Some of the cotton growing area had been under cultivation for decades.

The Confederate states are still growing it in the same places they have been growing it for centuries. The most valuable crop in Georgia still appears to be Cotton. Same thing in Texas and Alabama.

The question is how long would the planters hold on to the past and embrace a future that was not based on the production of cotton. In my opinion Cotton would remain king in the South for another twenty years

I have been estimating between 20 and 80 years longer, based on the appearance of the first practical cotton picking machine. The social pressure would have never abated, and so practicality might have eventually taken a back seat.

There really are too many factors for the human mind to juggle easily. The period at which they would have given it up would be the conjunction of "comfort wealth" achieved, and the level of social opprobrium tolerable.

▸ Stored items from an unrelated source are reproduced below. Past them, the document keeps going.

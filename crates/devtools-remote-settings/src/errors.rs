//! Settings error types.

use std::path::PathBuf;

use thiserror::Error;

/// Why relay settings could not be loaded.
#[derive(Debug, Error)]
pub enum SettingsError {
    /// The settings file exists but could not be read.
    #[error("cannot read {}: {source}", path.display())]
    Read {
        /// File that was being read.
        path: PathBuf,
        /// Underlying I/O error.
        #[source]
        source: std::io::Error,
    },
    /// The settings file is not JSON.
    #[error("{} is not valid JSON: {source}", path.display())]
    Parse {
        /// File that was being parsed.
        path: PathBuf,
        /// Underlying parse error.
        #[source]
        source: serde_json::Error,
    },
    /// Merged settings do not fit the relay settings shape (wrong types).
    #[error("settings do not match the expected shape: {0}")]
    Shape(#[from] serde_json::Error),
    /// A value the relay cannot run with.
    #[error("invalid {key}: {reason}")]
    InvalidValue {
        /// Dotted camelCase settings key, e.g. `server.sendQueueCapacity`.
        key: &'static str,
        /// What is wrong with it.
        reason: String,
    },
}

impl SettingsError {
    pub(crate) fn invalid(key: &'static str, reason: impl Into<String>) -> Self {
        Self::InvalidValue {
            key,
            reason: reason.into(),
        }
    }

    /// Settings key at fault, for invalid values.
    pub fn key(&self) -> Option<&'static str> {
        match self {
            Self::InvalidValue { key, .. } => Some(key),
            _ => None,
        }
    }
}

/// Result type for settings operations.
pub type Result<T> = std::result::Result<T, SettingsError>;

#[cfg(test)]
mod tests {
    use super::*;

    #[test]
    fn read_error_names_the_file() {
        let err = SettingsError::Read {
            path: PathBuf::from("/etc/devtools-remote.json"),
            source: std::io::Error::new(std::io::ErrorKind::PermissionDenied, "denied"),
        };
        assert_eq!(err.to_string(), "cannot read /etc/devtools-remote.json: denied");
        assert!(err.key().is_none());
    }

    #[test]
    fn shape_error_from_serde() {
        let json_err = serde_json::from_str::<u16>("\"eighty\"").unwrap_err();
        let err: SettingsError = json_err.into();
        assert!(matches!(err, SettingsError::Shape(_)));
    }

    #[test]
    fn invalid_value_carries_key() {
        let err = SettingsError::invalid("server.pingIntervalSecs", "must be at least 1");
        assert_eq!(err.key(), Some("server.pingIntervalSecs"));
        assert_eq!(
            err.to_string(),
            "invalid server.pingIntervalSecs: must be at least 1"
        );
    }
}
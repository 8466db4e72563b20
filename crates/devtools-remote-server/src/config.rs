//! Server configuration.

use std::path::PathBuf;
use std::time::Duration;

use devtools_remote_core::Addressing;
use devtools_remote_settings::RelaySettings;
use serde::{Deserialize, Serialize};

/// Configuration for the relay server.
#[derive(Clone, Debug, Serialize, Deserialize)]
pub struct ServerConfig {
    /// Host to bind (default `"127.0.0.1"`).
    pub host: String,
    /// Port to bind (default `0` for auto-assign).
    pub port: u16,
    /// Externally visible `host[:port]`; `localhost:{port}` when unset.
    pub public_host: Option<String>,
    /// Directory served for unmatched GET requests.
    pub static_dir: PathBuf,
    /// Max WebSocket message size in bytes.
    pub max_message_size: usize,
    /// Outbound queue depth per connection.
    pub send_queue_capacity: usize,
    /// Ping interval in seconds.
    pub ping_interval_secs: u64,
    /// Close a connection after this many seconds without a pong.
    pub pong_timeout_secs: u64,
}

impl Default for ServerConfig {
    fn default() -> Self {
        Self {
            host: "127.0.0.1".into(),
            port: 0,
            public_host: None,
            static_dir: PathBuf::from("web"),
            max_message_size: 16 * 1024 * 1024, // 16 MB
            send_queue_capacity: 1024,
            ping_interval_secs: 25,
            pong_timeout_secs: 60,
        }
    }
}

impl ServerConfig {
    /// Build from loaded settings.
    pub fn from_settings(settings: &RelaySettings) -> Self {
        let server = &settings.server;
        Self {
            host: server.host.clone(),
            port: server.port,
            public_host: server.public_host.clone(),
            static_dir: PathBuf::from(&server.static_dir),
            max_message_size: server.max_message_size,
            send_queue_capacity: server.send_queue_capacity,
            ping_interval_secs: server.ping_interval_secs,
            pong_timeout_secs: server.pong_timeout_secs,
        }
    }

    /// `host:port` to bind.
    pub fn bind_addr(&self) -> String {
        format!("{}:{}", self.host, self.port)
    }

    /// URL addressing for target descriptors.
    pub fn addressing(&self) -> Addressing {
        Addressing::from_config(self.public_host.as_deref(), self.port)
    }

    /// Ping interval.
    pub fn ping_interval(&self) -> Duration {
        Duration::from_secs(self.ping_interval_secs.max(1))
    }

    /// Pong timeout.
    pub fn pong_timeout(&self) -> Duration {
        Duration::from_secs(self.pong_timeout_secs)
    }
}
//! Connection capability shared by both channel kinds.
//!
//! A transport exposes itself to the registry and relay as a [`FrameSink`].
//! Inbound frames and the close notification are driven by the transport's
//! own reader loop, which calls into [`Relay`](crate::relay::Relay).

use std::sync::Arc;

/// WebSocket close status plus a human-readable reason.
#[derive(Clone, Copy, Debug, PartialEq, Eq)]
pub struct CloseReason {
    /// Close status code.
    pub code: u16,
    /// Reason sent in the close frame.
    pub reason: &'static str,
}

impl CloseReason {
    /// Ordinary close once the connection is done.
    pub const NORMAL: Self = Self {
        code: 1000,
        reason: "",
    };
    /// Data channel addressed a session that does not exist.
    pub const NO_MATCHING_SESSION: Self = Self {
        code: 1011,
        reason: "no matching session",
    };
    /// The owning control channel disconnected.
    pub const SESSION_ENDED: Self = Self {
        code: 1001,
        reason: "session ended",
    };
    /// A newer data channel took over the session.
    pub const REPLACED: Self = Self {
        code: 4001,
        reason: "replaced by a newer data channel",
    };
    /// Peer stopped answering pings.
    pub const UNRESPONSIVE: Self = Self {
        code: 1001,
        reason: "ping timeout",
    };
    /// Server is shutting down.
    pub const SHUTDOWN: Self = Self {
        code: 1001,
        reason: "server shutting down",
    };
}

/// Send/close capability of one connection.
pub trait FrameSink: Send + Sync {
    /// Connection id, for logs.
    fn id(&self) -> &str;

    /// Queue a text frame. Returns `false` if it was dropped (queue full or
    /// connection gone); never blocks.
    fn send(&self, frame: Arc<str>) -> bool;

    /// Ask the transport to close with the given status. Idempotent.
    fn close(&self, reason: CloseReason);
}


#[cfg(test)]
mod tests {
    use super::testing::RecordingSink;
    use super::*;

    #[test]
    fn no_matching_session_is_abnormal_closure() {
        assert_eq!(CloseReason::NO_MATCHING_SESSION.code, 1011);
        assert_eq!(CloseReason::NO_MATCHING_SESSION.reason, "no matching session");
    }

    #[test]
    fn recording_sink_stops_after_close() {
        let sink = RecordingSink::new("c1");
        assert!(sink.send("a".into()));
        sink.close(CloseReason::SESSION_ENDED);
        sink.close(CloseReason::REPLACED);
        assert!(!sink.send("b".into()));
        assert_eq!(sink.frames(), vec!["a".to_string()]);
        assert_eq!(sink.close_reason(), Some(CloseReason::SESSION_ENDED));
    }
}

My theory on rich people is that they like to hob nob with those whom they consider their peers, and the High Society of New York and Washington would have always been the "in" crowd in whose circles the Southern "Aristocrats" would have wanted to mingle.

Charles Dickens comments in his book, "American Notes", that many of the younger high society class in the South wanted out of Slavery, and were quite embarrassed about having inherited it, but they were also faced with the economic reality, and thus a conundrum. Dickens shows them little sympathy and extols them to simply make an end of it.

This discontent and the social pariah condition would have worked on them over time, and it would have been a steady pressure bothering them away from Slavery.

I've studied the very beginnings of the Abolition movement, and I am quite certain that Thomas Jefferson is most responsible for giving it a massive boost. If you track the geography of abolition, you realize it is a growth pattern over time, encountering resistance where practical economics pushed back more strongly against the moral pressure.

But extrapolation indicates that it would have eventually marched through the whole system.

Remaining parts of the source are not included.